The World Bank has revised downward its economic growth projection for Nigeria in 2026 to 4.1%, citing a combination of external shocks and domestic structural constraints.
In its April 2026 Africa Economic Update titled “Making Industrial Policy Work in Africa,” the global lender lowered its earlier forecast of 4.4% for both 2026 and 2027. The projection for 2027 has now been adjusted to 4.2%, while growth for 2028 is expected to reach 4.3%.
The bank attributed the more modest outlook to more stable macroeconomic conditions and a gradual recovery in investment. However, it noted that structural challenges continue to limit faster expansion. The services sector particularly ICT, finance, and real estate is expected to remain the primary engine of growth, while agriculture and industry are projected to expand more slowly due to persistent constraints.
Inflation is forecast to decline from 23% in 2025 to 14.9% in 2026, and further to 10.7% by 2028, reflecting the lagged effects of policy tightening and improving supply conditions. Nevertheless, the World Bank warned that rising fuel prices linked to the Middle East conflict could slow poverty reduction and exert additional pressure on household incomes.
“Although poverty remains elevated, it is expected to decline gradually as inflation eases, albeit more slowly due to higher fuel prices linked to the Middle East conflict,” the report stated.
Rising oil prices could support fiscal and external balances, but this may be partly offset by capital flow volatility amid global uncertainty. The bank cautioned that business sentiment and reform momentum could be dampened by commodity price volatility, tighter global financial conditions, security concerns, and policy uncertainty ahead of the 2027 elections.
At the regional level, economic activity in sub-Saharan Africa is projected to grow by 4.1% in 2026 — unchanged from 2025 — but the forecast has been revised downward by 0.3 percentage points compared with the October 2025 projection.
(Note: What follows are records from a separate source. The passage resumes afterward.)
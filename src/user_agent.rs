//! Client identity parsing.
//!
//! Splits a raw `User-Agent` value into product and version on the first `/`.
//! Only the leading `product/version` token is recognized; comments and
//! further tokens stay in the version.

use serde::Serialize;

use crate::config::UNKNOWN_IDENTITY;

/// The caller's declared client identity.
#[derive(Debug, Clone, PartialEq, Eq, Serialize)]
pub struct ClientIdentity {
    pub product: String,
    pub version: String,
    pub raw_value: String,
}

/// Parses a raw identification string.
///
/// Without a `/` both `product` and `version` are `"Unknown"`. `raw_value`
/// always keeps the input untouched.
pub fn parse_identity(raw: &str) -> ClientIdentity {
    let (product, version) = match raw.split_once('/') {
        Some((product, version)) => (product.to_string(), version.to_string()),
        None => (UNKNOWN_IDENTITY.to_string(), UNKNOWN_IDENTITY.to_string()),
    };

    ClientIdentity {
        product,
        version,
        raw_value: raw.to_string(),
    }
}
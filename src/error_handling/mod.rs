//! Error handling and processing statistics.
//!
//! This module provides:
//! - Error type definitions for startup and request enrichment
//! - Processing statistics tracking (served/failed requests, failure categories)

mod stats;
mod types;

// Re-export public API
pub use stats::ProcessingStats;
pub use types::{EnrichmentError, ErrorType, GeoLookupError, InitializationError};
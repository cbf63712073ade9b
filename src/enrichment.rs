//! Request enrichment pipeline.
//!
//! Resolves the caller's address, looks it up in the geolocation service and
//! attaches the parsed client identity. A request is either fully enriched or
//! fails as a whole; there are no partial documents.

use std::net::SocketAddr;
use std::sync::Arc;

use serde::Serialize;

use crate::address::AddressResolver;
use crate::config::Config;
use crate::error_handling::{EnrichmentError, ErrorType, InitializationError, ProcessingStats};
use crate::geoip::{GeoLookupClient, GeoRecord};
use crate::initialization::init_client;
use crate::user_agent::{parse_identity, ClientIdentity};

/// What the pipeline needs to know about an inbound request.
#[derive(Debug, Clone, Copy)]
pub struct RequestContext<'a> {
    /// Raw `X-Forwarded-For` header value, if any
    pub forwarded_for: Option<&'a str>,
    /// Socket peer of the connection
    pub peer: SocketAddr,
    /// Raw `User-Agent` header value, if any
    pub user_agent: Option<&'a str>,
}

/// The document served to the caller: geo fields plus the client identity.
#[derive(Debug, Clone, PartialEq, Serialize)]
pub struct EnrichedResponse {
    #[serde(flatten)]
    pub geo: GeoRecord,
    pub user_agent: ClientIdentity,
}

/// Orchestrates address resolution, geo lookup and identity parsing.
pub struct EnrichmentPipeline {
    resolver: AddressResolver,
    geo: GeoLookupClient,
    stats: Arc<ProcessingStats>,
}

impl EnrichmentPipeline {
    pub fn new(resolver: AddressResolver, geo: GeoLookupClient, stats: Arc<ProcessingStats>) -> Self {
        Self {
            resolver,
            geo,
            stats,
        }
    }

    /// Builds the pipeline and its shared outbound client from `config`.
    ///
    /// # Errors
    ///
    /// Returns an `InitializationError` if the HTTP client cannot be built or
    /// the geolocation endpoint is not a valid URL.
    pub fn from_config(config: &Config) -> Result<Self, InitializationError> {
        let client = init_client(config)?;
        let resolver = AddressResolver::new(Arc::clone(&client), config.public_ip_endpoint.clone());
        let geo = GeoLookupClient::new(client, &config.geo_endpoint)?;
        Ok(Self::new(resolver, geo, Arc::new(ProcessingStats::new())))
    }

    pub fn stats(&self) -> &Arc<ProcessingStats> {
        &self.stats
    }

    /// Runs one enrichment pass for a request.
    ///
    /// # Errors
    ///
    /// Returns `EnrichmentError::GeoLookup` if the geolocation lookup fails for
    /// any reason. Address resolution and identity parsing cannot fail.
    pub async fn enrich(
        &self,
        request: RequestContext<'_>,
    ) -> Result<EnrichedResponse, EnrichmentError> {
        let resolved = self
            .resolver
            .resolve(request.forwarded_for, request.peer)
            .await;
        if resolved.degraded {
            self.stats.increment_error(ErrorType::PublicIpFallbackFailure);
        }

        let geo = match self.geo.lookup(&resolved.address, request.user_agent).await {
            Ok(geo) => geo,
            Err(e) => {
                let error = EnrichmentError::from(e);
                log::warn!(
                    "Enrichment failed for {} (peer {}): {}",
                    resolved.address,
                    request.peer,
                    error
                );
                self.stats.record_failed(error.error_type());
                return Err(error);
            }
        };

        let user_agent = parse_identity(request.user_agent.unwrap_or_default());
        self.stats.record_served();

        Ok(EnrichedResponse { geo, user_agent })
    }
}
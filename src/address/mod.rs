//! Caller address resolution.
//!
//! The caller's address comes from the first `X-Forwarded-For` hop when the
//! header is present, otherwise from the socket peer. A loopback peer is
//! replaced by asking a public-IP echo service what our own public address is.

use std::net::SocketAddr;
use std::sync::Arc;

use crate::config::{LOOPBACK_ADDRESSES, MAX_PUBLIC_IP_BODY_SIZE, UNKNOWN_ADDRESS};

/// Outcome of address resolution.
///
/// `degraded` is set when the public-IP fallback was needed but failed and
/// `address` holds the `UNKNOWN` sentinel.
#[derive(Debug, Clone, PartialEq, Eq)]
pub struct ResolvedAddress {
    pub address: String,
    pub degraded: bool,
}

impl ResolvedAddress {
    fn resolved(address: String) -> Self {
        Self {
            address,
            degraded: false,
        }
    }

    fn degraded() -> Self {
        Self {
            address: UNKNOWN_ADDRESS.to_string(),
            degraded: true,
        }
    }
}

/// Resolves the caller's public address for a request.
pub struct AddressResolver {
    client: Arc<reqwest::Client>,
    public_ip_endpoint: String,
}

impl AddressResolver {
    pub fn new(client: Arc<reqwest::Client>, public_ip_endpoint: impl Into<String>) -> Self {
        Self {
            client,
            public_ip_endpoint: public_ip_endpoint.into(),
        }
    }

    /// Resolves the caller's address.
    ///
    /// A forwarded address is trusted as-is, even when it is itself a loopback
    /// address; only the peer address goes through the loopback check. Makes at
    /// most one outbound call and never fails.
    pub async fn resolve(&self, forwarded_for: Option<&str>, peer: SocketAddr) -> ResolvedAddress {
        if let Some(forwarded) = forwarded_for.and_then(first_forwarded_address) {
            log::debug!("Using forwarded address {}", forwarded);
            return ResolvedAddress::resolved(forwarded);
        }

        let host = peer.ip().to_string();
        if !is_loopback(&host) {
            return ResolvedAddress::resolved(host);
        }

        match self.fetch_public_ip().await {
            Ok(public_ip) => {
                log::debug!("Loopback peer {} resolved to public address {}", host, public_ip);
                ResolvedAddress::resolved(public_ip)
            }
            Err(e) => {
                log::warn!(
                    "Public IP lookup via {} failed: {}. Continuing with {}",
                    self.public_ip_endpoint,
                    e,
                    UNKNOWN_ADDRESS
                );
                ResolvedAddress::degraded()
            }
        }
    }

    /// Asks the echo service for our public address, reading at most
    /// `MAX_PUBLIC_IP_BODY_SIZE` bytes of the body.
    async fn fetch_public_ip(&self) -> Result<String, reqwest::Error> {
        let mut response = self
            .client
            .get(&self.public_ip_endpoint)
            .send()
            .await?
            .error_for_status()?;

        let mut body = Vec::with_capacity(MAX_PUBLIC_IP_BODY_SIZE);
        while body.len() < MAX_PUBLIC_IP_BODY_SIZE {
            match response.chunk().await? {
                Some(chunk) => {
                    let take = chunk.len().min(MAX_PUBLIC_IP_BODY_SIZE - body.len());
                    body.extend_from_slice(&chunk[..take]);
                }
                None => break,
            }
        }

        Ok(String::from_utf8_lossy(&body).trim().to_string())
    }
}

/// Returns the first hop of an `X-Forwarded-For` value, trimmed.
///
/// Returns `None` for an empty header value so the caller falls back to the peer.
pub fn first_forwarded_address(value: &str) -> Option<String> {
    if value.is_empty() {
        return None;
    }
    let first = value.split(',').next().unwrap_or(value);
    Some(first.trim().to_string())
}

/// Whether `address` is the IPv4 or IPv6 loopback address.
pub fn is_loopback(address: &str) -> bool {
    LOOPBACK_ADDRESSES.contains(&address)
}
//! Normalization of upstream geolocation data.
//!
//! Lenient, pure helpers: none of them fail on malformed input, they fall back
//! to empty or zero values instead.

use super::types::{GeoRecord, IpApiResponse};
use crate::config::EU_COUNTRY_CODES;

/// Splits a combined autonomous-system string on the first space.
///
/// `"AS15169 Google LLC"` becomes `("AS15169", "Google LLC")`; a string with no
/// space is all ASN and the organization is empty.
pub fn split_asn(value: &str) -> (String, String) {
    match value.split_once(' ') {
        Some((asn, org)) => (asn.to_string(), org.to_string()),
        None => (value.to_string(), String::new()),
    }
}

/// Converts a dotted IPv4 address into its 32-bit big-endian value.
///
/// Octets that do not parse count as zero, and only the first four groups are
/// folded. Anything that is not dotted-quad (IPv6, sentinels) yields 0.
pub fn ip_to_decimal(ip: &str) -> u32 {
    ip.split('.').take(4).fold(0u32, |decimal, octet| {
        decimal
            .wrapping_mul(256)
            .wrapping_add(octet.parse::<u32>().unwrap_or(0))
    })
}

/// Whether `country_code` is one of the EU member states.
pub fn is_eu_country(country_code: &str) -> bool {
    EU_COUNTRY_CODES.contains(&country_code)
}

/// Builds the normalized record from a successful upstream response.
///
/// `ip_decimal` is derived from the address the upstream reports, which may
/// differ from the address that was asked about.
pub(crate) fn normalize(response: IpApiResponse) -> GeoRecord {
    let (asn, asn_org) = split_asn(&response.autonomous_system);
    let ip_decimal = ip_to_decimal(&response.query);
    let country_eu = is_eu_country(&response.country_code);

    GeoRecord {
        ip: response.query,
        ip_decimal,
        country: response.country,
        country_iso: response.country_code,
        country_eu,
        region_name: response.region_name,
        region_code: response.region,
        city: response.city,
        latitude: response.lat,
        longitude: response.lon,
        time_zone: response.timezone,
        asn,
        asn_org,
    }
}

#[cfg(test)]
mod tests {
    use super::*;

    #[test]
    fn test_split_asn_with_organization() {
        assert_eq!(
            split_asn("AS15169 Google LLC"),
            ("AS15169".to_string(), "Google LLC".to_string())
        );
    }

    #[test]
    fn test_split_asn_without_organization() {
        assert_eq!(split_asn("AS15169"), ("AS15169".to_string(), String::new()));
    }

    #[test]
    fn test_split_asn_empty() {
        assert_eq!(split_asn(""), (String::new(), String::new()));
    }

    #[test]
    fn test_ip_to_decimal_well_formed() {
        assert_eq!(ip_to_decimal("1.2.3.4"), 16_909_060);
        assert_eq!(ip_to_decimal("0.0.0.0"), 0);
        assert_eq!(ip_to_decimal("255.255.255.255"), u32::MAX);
        assert_eq!(ip_to_decimal("8.8.8.8"), 134_744_072);
        assert_eq!(ip_to_decimal("203.0.113.9"), 3_405_803_785);
    }

    #[test]
    fn test_ip_to_decimal_matches_std_parse() {
        for ip in ["10.0.0.1", "192.168.1.254", "172.16.5.4", "100.64.0.1"] {
            let expected = u32::from(ip.parse::<std::net::Ipv4Addr>().unwrap());
            assert_eq!(ip_to_decimal(ip), expected, "mismatch for {}", ip);
        }
    }

    #[test]
    fn test_ip_to_decimal_unparsable_octets_are_zero() {
        assert_eq!(ip_to_decimal("1.x.3.4"), 16_777_216 + 3 * 256 + 4);
        assert_eq!(ip_to_decimal("UNKNOWN"), 0);
        assert_eq!(ip_to_decimal(""), 0);
    }

    #[test]
    fn test_ip_to_decimal_ignores_groups_past_fourth() {
        assert_eq!(ip_to_decimal("1.2.3.4.5"), 16_909_060);
    }

    #[test]
    fn test_ip_to_decimal_ipv6_does_not_panic() {
        assert_eq!(ip_to_decimal("2001:db8::1"), 0);
    }

    #[test]
    fn test_ip_to_decimal_oversized_octets_do_not_panic() {
        let _ = ip_to_decimal("999999999.999999999.999999999.999999999");
    }

    #[test]
    fn test_is_eu_country() {
        for code in EU_COUNTRY_CODES {
            assert!(is_eu_country(code), "{} should be EU", code);
        }
        assert_eq!(EU_COUNTRY_CODES.len(), 27);
    }

    #[test]
    fn test_is_eu_country_non_members() {
        for code in ["US", "GB", "CH", "NO", "", "de", "XX", "EU"] {
            assert!(!is_eu_country(code), "{:?} should not be EU", code);
        }
    }

    #[test]
    fn test_normalize_uses_upstream_query() {
        let response = IpApiResponse {
            status: "success".to_string(),
            query: "1.2.3.4".to_string(),
            country: "Germany".to_string(),
            country_code: "DE".to_string(),
            region_name: "Hesse".to_string(),
            region: "HE".to_string(),
            city: "Frankfurt am Main".to_string(),
            lat: 50.1109,
            lon: 8.68213,
            timezone: "Europe/Berlin".to_string(),
            autonomous_system: "AS3320 Deutsche Telekom AG".to_string(),
            ..Default::default()
        };

        let record = normalize(response);
        assert_eq!(record.ip, "1.2.3.4");
        assert_eq!(record.ip_decimal, 16_909_060);
        assert_eq!(record.country_iso, "DE");
        assert!(record.country_eu);
        assert_eq!(record.region_code, "HE");
        assert_eq!(record.time_zone, "Europe/Berlin");
        assert_eq!(record.asn, "AS3320");
        assert_eq!(record.asn_org, "Deutsche Telekom AG");
    }
}
//! Server data structures.

use std::sync::Arc;

use crate::enrichment::EnrichmentPipeline;

/// Shared state for the HTTP boundary; request counters live in the pipeline
#[derive(Clone)]
pub struct AppState {
    pub pipeline: Arc<EnrichmentPipeline>,
}

impl AppState {
    pub fn new(pipeline: Arc<EnrichmentPipeline>) -> Self {
        Self { pipeline }
    }
}
//! Logger initialization.
//!
//! This module provides functions to initialize the logger with custom formatting.

use std::io::Write;

use crate::config::LogFormat;
use crate::error_handling::InitializationError;
use colored::*;
use log::LevelFilter;

/// Initializes the logger with the specified level and format.
///
/// Configures `env_logger` with custom formatting. Supports both plain text
/// (with colors) and JSON formats for structured logging.
///
/// The logger reads from the `RUST_LOG` environment variable by default, but
/// the provided `level` parameter overrides it.
///
/// # Errors
///
/// Returns `InitializationError::LoggerError` if a logger is already installed.
///
/// # Examples
///
/// ```bash
/// # Per-module filtering via RUST_LOG
/// RUST_LOG=geo_echo=debug,reqwest=info geo_echo
/// ```
pub fn init_logger_with(level: LevelFilter, format: LogFormat) -> Result<(), InitializationError> {
    let mut builder = env_logger::Builder::from_default_env();

    builder.filter_level(level);
    builder.filter_module("reqwest", LevelFilter::Info);
    builder.filter_module("hyper", LevelFilter::Info);
    builder.filter_module("hyper_util", LevelFilter::Info);
    builder.filter_module("geo_echo", level);

    match format {
        LogFormat::Json => {
            builder.format(|buf, record| {
                writeln!(
                    buf,
                    "{{\"ts\":{},\"level\":\"{}\",\"target\":\"{}\",\"msg\":{}}}",
                    chrono::Utc::now().timestamp_millis(),
                    record.level(),
                    record.target(),
                    serde_json::to_string(&record.args().to_string())
                        .unwrap_or_else(|_| "\"\"".into())
                )
            });
        }
        LogFormat::Plain => {
            colored::control::set_override(true);
            builder.format(|buf, record| {
                let level = record.level();
                let colored_level = match level {
                    log::Level::Error => level.to_string().red(),
                    log::Level::Warn => level.to_string().yellow(),
                    log::Level::Info => level.to_string().green(),
                    log::Level::Debug => level.to_string().blue(),
                    log::Level::Trace => level.to_string().purple(),
                };

                writeln!(
                    buf,
                    "{} [{}] {}",
                    record.target().cyan(),
                    colored_level,
                    record.args()
                )
            });
        }
    }

    // try_init() so repeated initialization in tests returns an error instead of panicking
    builder.try_init().map_err(InitializationError::from)?;

    Ok(())
}
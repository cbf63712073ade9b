//! Processing statistics tracking.
//!
//! This module provides thread-safe counters for served requests and failure
//! categories, shared by every request task.

use std::collections::HashMap;
use std::sync::atomic::{AtomicUsize, Ordering};
use strum::IntoEnumIterator;

use super::types::ErrorType;

/// Thread-safe processing statistics tracker.
///
/// The error map is filled once in `new()` and never mutated afterwards, so
/// concurrent tasks only touch the atomic counters.
pub struct ProcessingStats {
    errors: HashMap<ErrorType, AtomicUsize>,
    served: AtomicUsize,
    failed: AtomicUsize,
}

impl ProcessingStats {
    pub fn new() -> Self {
        let mut errors = HashMap::new();
        for error in ErrorType::iter() {
            errors.insert(error, AtomicUsize::new(0));
        }

        ProcessingStats {
            errors,
            served: AtomicUsize::new(0),
            failed: AtomicUsize::new(0),
        }
    }

    /// Increment an error counter.
    pub fn increment_error(&self, error: ErrorType) {
        if let Some(counter) = self.errors.get(&error) {
            counter.fetch_add(1, Ordering::Relaxed);
        } else {
            log::error!(
                "Attempted to increment error counter for {:?} which is not in the map. \
                 This indicates a bug in ProcessingStats initialization.",
                error
            );
        }
    }

    /// Records a request answered with an enriched document.
    pub fn record_served(&self) {
        self.served.fetch_add(1, Ordering::Relaxed);
    }

    /// Records a request answered with an error.
    pub fn record_failed(&self, error: ErrorType) {
        self.failed.fetch_add(1, Ordering::Relaxed);
        self.increment_error(error);
    }

    /// Get the count for an error type.
    ///
    /// Returns 0 if the error type is not in the map.
    pub fn get_error_count(&self, error: ErrorType) -> usize {
        self.errors
            .get(&error)
            .map(|c| c.load(Ordering::SeqCst))
            .unwrap_or(0)
    }

    pub fn total_errors(&self) -> usize {
        self.errors.values().map(|c| c.load(Ordering::SeqCst)).sum()
    }

    pub fn served(&self) -> usize {
        self.served.load(Ordering::SeqCst)
    }

    pub fn failed(&self) -> usize {
        self.failed.load(Ordering::SeqCst)
    }

    /// Logs a summary of the counters (used at shutdown).
    pub fn log_summary(&self) {
        log::info!(
            "Requests served: {}, failed: {}",
            self.served(),
            self.failed()
        );
        for error_type in ErrorType::iter() {
            let count = self.get_error_count(error_type);
            if count > 0 {
                log::info!("   {}: {}", error_type.as_str(), count);
            }
        }
    }
}

impl Default for ProcessingStats {
    fn default() -> Self {
        Self::new()
    }
}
About 60% of countries in the region, including Nigeria, Angola, Kenya, Mozambique, Senegal, South Africa, and Zambia, saw their 2026 growth forecasts lowered.
Despite the downgrades, the World Bank acknowledged that economic activity across the region has been supported by improved macroeconomic stabilisation, including better inflation control, stronger domestic currencies, and easing fuel and food prices.
The latest assessment underscores the need for Nigeria to accelerate structural reforms, enhance agricultural productivity, and improve the investment climate to achieve more inclusive and resilient growth in the coming years.